While efforts have been made in order to provide better protection for healthcare facilities, the rates of cyberattacks and ransomware hacks continue to grow. Additionally, it is clear that currently, providers are not entirely confident in their abilities to combat ransomware, which could also influence the acceptance rates of telemedicine integration in the healthcare industry. While GlobalData’s recent poll showed that 66% of 201 respondents stated that they are now more willing to use a remote monitoring device compared to before the pandemic, some of the respondents (17%) expressed their doubts about remote patient monitoring usage due to privacy concerns and 6% of respondents reported being less willing to use remote patient monitoring devices. Unless the issues concerning the increased amount of ransomware attacks in healthcare facilities are addressed in a timely manner, the number of people having doubts about the usage of telemedicine devices will increase. Ransomware attacks are one of the most problematic in the medical sector due to ransomware files being critical to patient health and safety. In June 2020, a ransomware attack occurred in the US that targeted software essential for accessing patient records. With Covid-19 overwhelming hospitals all over the globe, an increased rate of cyberattacks will aggravate the quality of patient care even further.

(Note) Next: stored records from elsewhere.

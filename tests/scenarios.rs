use serde_json::json;

use taxflow_core::config::{AppConfig, RemediationConfig};
use taxflow_core::error::TaxflowError;
use taxflow_core::record::Record;
use taxflow_core::state::WorkflowState;
use taxflow_core::types::Target;
use taxflow_engine::{EdgeTable, GraphExecutor, StepRegistry, VarRouter, WorkflowGraph};
use taxflow_rules::steps::{FAILED_CONTROLS_HITL, INVOICE_COMPARISON, LEGAL_MANDATORY_FIELDS};
use taxflow_rules::TaxValidator;
use taxflow_test_utils::{
    complete_subject, german_context, incomplete_subject, mismatched_subject,
    never_converging_graph, remediation_context, state, LOOP_FIX, LOOP_GATE,
};

fn validator() -> TaxValidator {
    TaxValidator::new(AppConfig::default()).expect("tax graph builds")
}

fn assert_trail_invariant(state: &WorkflowState) {
    let last = state.trail.last().expect("trail is never empty");
    assert!(state.outcomes.contains_key(last), "no outcome for {last}");
}

#[test]
fn test_complete_invoice_passes() {
    let result = validator()
        .execute(
            Record::from_value(complete_subject()),
            Record::from_value(german_context()),
        )
        .unwrap();
    assert_trail_invariant(&result.state);
    assert_eq!(result.redirects, 0);
    assert_eq!(result.invocations, result.state.trail.len());

    let report = taxflow_rules::ValidationReport::from_state(&result.state);
    assert!(report.passed);
    assert_eq!(report.calc_tax, Some(190.0));
    assert_eq!(report.confidence, 0.98);
    assert!(report.missing_fields.is_empty());
    assert_eq!(report.region.as_deref(), Some("DOMESTIC"));
    assert_eq!(report.trail.last().map(String::as_str), Some(INVOICE_COMPARISON));
    assert!(!report.trail.iter().any(|s| s == FAILED_CONTROLS_HITL));
}

#[test]
fn test_missing_fields_are_remediated() {
    let result = validator()
        .execute(
            Record::from_value(incomplete_subject()),
            Record::from_value(remediation_context()),
        )
        .unwrap();
    let final_state = &result.state;
    assert_trail_invariant(final_state);
    assert_eq!(final_state.visits(LEGAL_MANDATORY_FIELDS), 2);
    assert_eq!(final_state.visits(FAILED_CONTROLS_HITL), 1);
    assert_eq!(result.redirects, 1);

    // The resumed gate follows the remediation step directly.
    let trail = final_state.trail_strings();
    let hitl = trail.iter().position(|s| s == FAILED_CONTROLS_HITL).unwrap();
    assert_eq!(trail[hitl + 1], LEGAL_MANDATORY_FIELDS);
    assert!(trail[..hitl].iter().any(|s| s == LEGAL_MANDATORY_FIELDS));

    assert_eq!(final_state.subject.get_f64("net_amount"), Some(1000.0));
    assert_eq!(final_state.subject.get_str("currency"), Some("EUR"));
    assert!(final_state.subject.is_present("doc_date"));
    assert!(final_state.subject.is_present("supplier_id"));
    assert!(final_state.last_failed_step.is_none());

    let report = taxflow_rules::ValidationReport::from_state(final_state);
    assert!(report.passed);
    assert_eq!(report.calc_tax, Some(190.0));
    assert!(report
        .messages
        .iter()
        .any(|m| m.content.starts_with("HITL fixes for legal_mandatory_fields")));
}

#[test]
fn test_tax_mismatch_exhausts_step_budget() {
    let err = validator()
        .validate(
            Record::from_value(mismatched_subject()),
            Record::from_value(german_context()),
        )
        .unwrap_err();

    match err {
        TaxflowError::CycleExceeded { max_steps, ref trail } => {
            assert_eq!(max_steps, 170);
            assert_eq!(trail.len(), 170);
            assert!(trail.iter().any(|s| s == FAILED_CONTROLS_HITL));
        }
        other => panic!("expected CycleExceeded, got {other}"),
    }
}

#[test]
fn test_tax_mismatch_escalates_when_configured() {
    let config = AppConfig {
        remediation: RemediationConfig {
            escalate_after: Some(2),
        },
        ..AppConfig::default()
    };
    let validator = TaxValidator::new(config).unwrap();
    let result = validator
        .execute(
            Record::from_value(mismatched_subject()),
            Record::from_value(german_context()),
        )
        .unwrap();
    assert_trail_invariant(&result.state);
    assert_eq!(result.state.visits(INVOICE_COMPARISON), 3);
    assert_eq!(result.state.visits(FAILED_CONTROLS_HITL), 3);
    assert_eq!(
        result.state.last_step().map(|s| s.as_str()),
        Some(FAILED_CONTROLS_HITL)
    );

    let report = taxflow_rules::ValidationReport::from_state(&result.state);
    assert!(!report.passed);
    assert_eq!(report.confidence, 0.6);
    assert_eq!(report.last_failed_step.as_deref(), Some(INVOICE_COMPARISON));
    assert_eq!(report.supplier_tax, Some(150.0));
    assert!(report.explain().contains("differs from supplier tax (150.00)"));
    assert_eq!(
        report.outcomes[FAILED_CONTROLS_HITL].get("escalated"),
        Some(&json!(true))
    );
}

#[test]
fn test_unmapped_label_is_routing_error() {
    let mut registry = StepRegistry::new();
    registry
        .register("classify", |mut state: WorkflowState| {
            state.set_var("kind", json!("unknown"));
            state.with_outcome("classify", true)
        })
        .unwrap();
    registry
        .register("known", |state: WorkflowState| state.with_outcome("known", true))
        .unwrap();

    let mut edges = EdgeTable::new();
    edges
        .set_entry("classify")
        .add_conditional("classify", VarRouter::new("kind", "known"), [("known", "known")])
        .add_edge("known", Target::Done);
    let graph = WorkflowGraph::build(registry, edges).unwrap().shared();

    let err = GraphExecutor::new(graph)
        .run(WorkflowState::default())
        .unwrap_err();
    match err {
        TaxflowError::Routing { ref step, ref trail, .. } => {
            assert_eq!(step, "classify");
            assert_eq!(trail.last().map(String::as_str), Some("classify"));
        }
        other => panic!("expected Routing, got {other}"),
    }
}

#[test]
fn test_guard_stops_never_converging_loop() {
    let executor = GraphExecutor::new(never_converging_graph()).with_max_steps(12);
    let err = executor.run(state(json!({}), json!({}))).unwrap_err();

    assert!(matches!(err, TaxflowError::CycleExceeded { max_steps: 12, .. }));
    let trail = err.trail().unwrap();
    assert!(trail.len() <= 12);
    // Every remediation is followed by the gate it resumed.
    for pair in trail.windows(2) {
        if pair[0] == LOOP_FIX {
            assert_eq!(pair[1], LOOP_GATE);
        }
    }
}

#[test]
fn test_runs_are_independent() {
    let validator = validator();
    let first = validator
        .execute(
            Record::from_value(incomplete_subject()),
            Record::from_value(remediation_context()),
        )
        .unwrap();
    let second = validator
        .execute(
            Record::from_value(complete_subject()),
            Record::from_value(german_context()),
        )
        .unwrap();

    assert_ne!(first.run_id, second.run_id);
    assert!(second.state.messages.is_empty());
    assert_eq!(second.state.visits(LEGAL_MANDATORY_FIELDS), 1);
}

The rates of cyberattacks targeting medical sectors continue to grow, impacting patient care in a negative way. While regulatory agencies such as the FDA and the UK’s Medicines and Healthcare products Regulatory Agency are overhauling their regulations towards telemedicine advancements in the healthcare industry, it is unclear whether these regulations will be applied in a timely manner or whether they will dramatically decrease the impact of the cyberattacks on patients’ care.